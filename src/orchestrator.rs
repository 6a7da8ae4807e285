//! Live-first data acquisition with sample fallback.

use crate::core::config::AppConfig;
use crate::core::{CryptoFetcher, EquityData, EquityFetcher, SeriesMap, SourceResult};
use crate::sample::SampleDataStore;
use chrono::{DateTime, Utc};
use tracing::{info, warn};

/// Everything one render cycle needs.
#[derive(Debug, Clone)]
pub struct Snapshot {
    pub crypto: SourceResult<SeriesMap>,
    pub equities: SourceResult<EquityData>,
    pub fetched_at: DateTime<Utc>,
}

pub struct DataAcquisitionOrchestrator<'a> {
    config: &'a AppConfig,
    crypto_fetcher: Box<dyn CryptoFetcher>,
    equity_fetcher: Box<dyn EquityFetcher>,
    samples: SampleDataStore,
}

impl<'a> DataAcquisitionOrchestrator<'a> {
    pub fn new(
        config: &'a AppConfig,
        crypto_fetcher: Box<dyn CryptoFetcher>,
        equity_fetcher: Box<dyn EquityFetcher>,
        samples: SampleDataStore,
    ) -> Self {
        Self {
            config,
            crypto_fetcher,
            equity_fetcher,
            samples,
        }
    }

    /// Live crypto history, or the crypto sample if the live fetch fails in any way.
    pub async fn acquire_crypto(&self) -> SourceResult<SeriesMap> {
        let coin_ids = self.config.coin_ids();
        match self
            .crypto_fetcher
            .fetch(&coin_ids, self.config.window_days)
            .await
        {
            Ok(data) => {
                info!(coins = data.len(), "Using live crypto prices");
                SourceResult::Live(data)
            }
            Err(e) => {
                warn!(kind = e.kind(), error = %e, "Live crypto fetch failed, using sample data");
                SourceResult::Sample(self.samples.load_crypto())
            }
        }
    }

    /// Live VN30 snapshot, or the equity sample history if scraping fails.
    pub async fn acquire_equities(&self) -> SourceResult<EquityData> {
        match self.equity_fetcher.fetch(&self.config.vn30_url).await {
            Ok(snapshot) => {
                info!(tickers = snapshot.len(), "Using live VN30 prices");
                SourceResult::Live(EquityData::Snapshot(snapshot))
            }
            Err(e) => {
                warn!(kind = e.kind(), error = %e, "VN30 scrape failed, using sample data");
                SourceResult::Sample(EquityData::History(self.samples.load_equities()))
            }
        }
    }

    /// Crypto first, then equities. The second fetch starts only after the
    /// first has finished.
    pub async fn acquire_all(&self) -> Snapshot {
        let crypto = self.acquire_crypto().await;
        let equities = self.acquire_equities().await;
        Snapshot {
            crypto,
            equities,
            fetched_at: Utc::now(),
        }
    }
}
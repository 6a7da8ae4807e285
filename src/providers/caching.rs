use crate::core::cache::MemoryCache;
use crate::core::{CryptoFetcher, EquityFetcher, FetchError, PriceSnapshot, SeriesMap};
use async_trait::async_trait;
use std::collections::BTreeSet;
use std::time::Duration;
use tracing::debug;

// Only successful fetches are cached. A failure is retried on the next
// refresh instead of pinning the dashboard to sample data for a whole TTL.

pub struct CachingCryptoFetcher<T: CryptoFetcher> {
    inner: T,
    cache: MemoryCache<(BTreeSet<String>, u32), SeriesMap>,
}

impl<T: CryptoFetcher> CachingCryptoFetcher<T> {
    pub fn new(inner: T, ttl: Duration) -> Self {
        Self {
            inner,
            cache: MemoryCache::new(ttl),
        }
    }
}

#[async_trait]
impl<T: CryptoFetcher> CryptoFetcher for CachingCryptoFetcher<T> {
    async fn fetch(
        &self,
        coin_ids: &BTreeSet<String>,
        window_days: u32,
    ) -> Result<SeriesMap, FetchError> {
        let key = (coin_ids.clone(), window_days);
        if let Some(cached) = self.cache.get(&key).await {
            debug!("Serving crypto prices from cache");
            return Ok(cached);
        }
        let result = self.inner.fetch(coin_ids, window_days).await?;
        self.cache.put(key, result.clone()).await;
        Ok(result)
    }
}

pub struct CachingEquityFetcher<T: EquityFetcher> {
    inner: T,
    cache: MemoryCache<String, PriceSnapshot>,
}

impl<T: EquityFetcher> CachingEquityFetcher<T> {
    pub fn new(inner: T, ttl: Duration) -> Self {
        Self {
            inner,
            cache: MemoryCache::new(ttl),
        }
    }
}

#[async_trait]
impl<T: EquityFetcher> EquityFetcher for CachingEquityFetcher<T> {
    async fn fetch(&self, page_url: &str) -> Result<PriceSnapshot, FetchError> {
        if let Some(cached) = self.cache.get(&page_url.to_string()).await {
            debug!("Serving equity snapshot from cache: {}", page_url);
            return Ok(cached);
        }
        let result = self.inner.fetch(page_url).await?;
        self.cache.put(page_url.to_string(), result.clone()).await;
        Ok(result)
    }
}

## What is expected
All lines from the beginning of the listing through the one with "SourceResult::Live(EquityData::Snapshot(snapshot))" are to be restated word for word, and only those.

## Expected answer
filename src/orchestrator.rs
repository 6a7da8ae4807e285
//! Live-first data acquisition with sample fallback.

use crate::core::config::AppConfig;
use crate::core::{CryptoFetcher, EquityData, EquityFetcher, SeriesMap, SourceResult};
use crate::sample::SampleDataStore;
use chrono::{DateTime, Utc};
use tracing::{info, warn};

/// Everything one render cycle needs.
#[derive(Debug, Clone)]
pub struct Snapshot {
    pub crypto: SourceResult<SeriesMap>,
    pub equities: SourceResult<EquityData>,
    pub fetched_at: DateTime<Utc>,
}

pub struct DataAcquisitionOrchestrator<'a> {
    config: &'a AppConfig,
    crypto_fetcher: Box<dyn CryptoFetcher>,
    equity_fetcher: Box<dyn EquityFetcher>,
    samples: SampleDataStore,
}

impl<'a> DataAcquisitionOrchestrator<'a> {
    pub fn new(
        config: &'a AppConfig,
        crypto_fetcher: Box<dyn CryptoFetcher>,
        equity_fetcher: Box<dyn EquityFetcher>,
        samples: SampleDataStore,
    ) -> Self {
        Self {
            config,
            crypto_fetcher,
            equity_fetcher,
            samples,
        }
    }

    /// Live crypto history, or the crypto sample if the live fetch fails in any way.
    pub async fn acquire_crypto(&self) -> SourceResult<SeriesMap> {
        let coin_ids = self.config.coin_ids();
        match self
            .crypto_fetcher
            .fetch(&coin_ids, self.config.window_days)
            .await
        {
            Ok(data) => {
                info!(coins = data.len(), "Using live crypto prices");
                SourceResult::Live(data)
            }
            Err(e) => {
                warn!(kind = e.kind(), error = %e, "Live crypto fetch failed, using sample data");
                SourceResult::Sample(self.samples.load_crypto())
            }
        }
    }

    /// Live VN30 snapshot, or the equity sample history if scraping fails.
    pub async fn acquire_equities(&self) -> SourceResult<EquityData> {
        match self.equity_fetcher.fetch(&self.config.vn30_url).await {
            Ok(snapshot) => {
                info!(tickers = snapshot.len(), "Using live VN30 prices");
                SourceResult::Live(EquityData::Snapshot(snapshot))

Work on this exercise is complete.